Problem to work on: Go through the entries below and say how many lines hold the word "last". Nothing else is needed.

Records for this task:
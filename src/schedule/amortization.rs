use chrono::{Months, NaiveDate};
use rust_decimal::Decimal;
use serde::{Deserialize, Serialize};
use tracing::debug;

use crate::decimal::Money;
use crate::errors::{LedgerError, Result};
use crate::schedule::LoanTerms;

/// one row of a repayment schedule
#[derive(Debug, Clone, PartialEq, Eq, Serialize, Deserialize)]
pub struct Installment {
    pub installment_number: u32,
    pub due_date: NaiveDate,
    pub amount: Money,
    pub interest_portion: Money,
    pub principal_portion: Money,
    pub remaining_balance: Money,
}

/// full repayment schedule for a loan
#[derive(Debug, Clone, Serialize, Deserialize)]
pub struct AmortizationSchedule {
    pub terms: LoanTerms,
    pub base_payment: Money,
    pub installments: Vec<Installment>,
    pub total_interest: Money,
    pub total_payment: Money,
}

impl AmortizationSchedule {
    /// generate payment schedule
    pub fn generate(terms: LoanTerms) -> Result<Self> {
        let calculator = AmortizationCalculator::new();
        let base_payment = calculator.base_payment(&terms)?;
        let installments = calculator.compute_schedule(&terms)?;

        let total_interest = installments.iter().map(|i| i.interest_portion).sum();
        let total_payment = installments.iter().map(|i| i.amount).sum();

        tracing::info!(
            principal = %terms.principal,
            rate = %terms.annual_rate,
            installments = terms.installment_count,
            %base_payment,
            %total_interest,
            "amortization schedule generated"
        );

        Ok(Self {
            terms,
            base_payment,
            installments,
            total_interest,
            total_payment,
        })
    }

    /// get installment by its 1-based number
    pub fn installment(&self, installment_number: u32) -> Option<&Installment> {
        let index = installment_number.checked_sub(1)?;
        self.installments.get(index as usize)
    }

    pub fn final_balance(&self) -> Money {
        self.installments
            .last()
            .map(|i| i.remaining_balance)
            .unwrap_or(self.terms.principal)
    }

    /// convert to pretty-printed json string
    pub fn to_json_pretty(&self) -> std::result::Result<String, serde_json::Error> {
        serde_json::to_string_pretty(self)
    }
}

/// equal-installment (french) amortization
#[derive(Debug, Clone, Copy, Default)]
pub struct AmortizationCalculator;

impl AmortizationCalculator {
    pub fn new() -> Self {
        Self
    }

    /// installment amount paid every period except the last
    pub fn base_payment(&self, terms: &LoanTerms) -> Result<Money> {
        terms.validate()?;

        let monthly_rate = terms.monthly_rate().as_decimal();
        let n = terms.installment_count;

        if monthly_rate.is_zero() {
            return positive_payment(terms, terms.principal / Decimal::from(n));
        }

        // P * r * (1 + r)^n / ((1 + r)^n - 1)
        let base = Decimal::ONE + monthly_rate;
        let mut compound = Decimal::ONE;
        for _ in 0..n {
            compound = compound
                .checked_mul(base)
                .ok_or_else(|| overflow("compounding factor"))?;
        }

        let numerator = terms
            .principal
            .as_decimal()
            .checked_mul(monthly_rate)
            .and_then(|x| x.checked_mul(compound))
            .ok_or_else(|| overflow("annuity numerator"))?;
        let denominator = compound - Decimal::ONE;
        let payment = numerator
            .checked_div(denominator)
            .ok_or_else(|| overflow("annuity division"))?;

        positive_payment(terms, Money::from_decimal(payment))
    }

    /// calculate full amortization schedule
    ///
    /// Interest and the running balance stay at full precision; only the
    /// emitted rows are in cents. The last installment pays off whatever is
    /// left, so the remaining balance after it is exactly zero.
    pub fn compute_schedule(&self, terms: &LoanTerms) -> Result<Vec<Installment>> {
        let base_payment = self.base_payment(terms)?;
        let monthly_rate = terms.monthly_rate().as_decimal();
        let n = terms.installment_count;

        let mut installments = Vec::with_capacity(n as usize);
        let mut balance = terms.principal.as_decimal();
        let mut shown_balance = terms.principal;

        for i in 1..=n {
            let due_date = add_months(terms.start_date, i)?;
            let interest = balance
                .checked_mul(monthly_rate)
                .ok_or_else(|| overflow("period interest"))?;

            let (payment, amount) = if i == n {
                let payment = balance + interest;
                (payment, Money::from_decimal(payment))
            } else {
                (base_payment.as_decimal(), base_payment)
            };

            if !amount.is_positive() {
                return Err(LedgerError::InstallmentTooSmall {
                    principal: terms.principal,
                    count: n,
                });
            }

            balance = if i == n {
                Decimal::ZERO
            } else {
                balance - (payment - interest)
            };

            // cent portions telescope so they sum to the principal exactly
            let remaining_balance = Money::from_decimal(balance);
            let principal_portion = shown_balance - remaining_balance;
            let interest_portion = amount - principal_portion;
            shown_balance = remaining_balance;

            installments.push(Installment {
                installment_number: i,
                due_date,
                amount,
                interest_portion,
                principal_portion,
                remaining_balance,
            });
        }

        debug!(installments = n, %base_payment, "schedule computed");

        Ok(installments)
    }
}

fn positive_payment(terms: &LoanTerms, payment: Money) -> Result<Money> {
    if payment.is_positive() {
        Ok(payment)
    } else {
        Err(LedgerError::InstallmentTooSmall {
            principal: terms.principal,
            count: terms.installment_count,
        })
    }
}

fn overflow(what: &str) -> LedgerError {
    LedgerError::CalculationError {
        message: format!("{} overflowed", what),
    }
}

/// add calendar months, clamping to the last day of shorter months
fn add_months(date: NaiveDate, months: u32) -> Result<NaiveDate> {
    date.checked_add_months(Months::new(months))
        .ok_or_else(|| LedgerError::CalculationError {
            message: format!("due date out of range: {} + {} months", date, months),
        })
}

Answer to the exercise: 4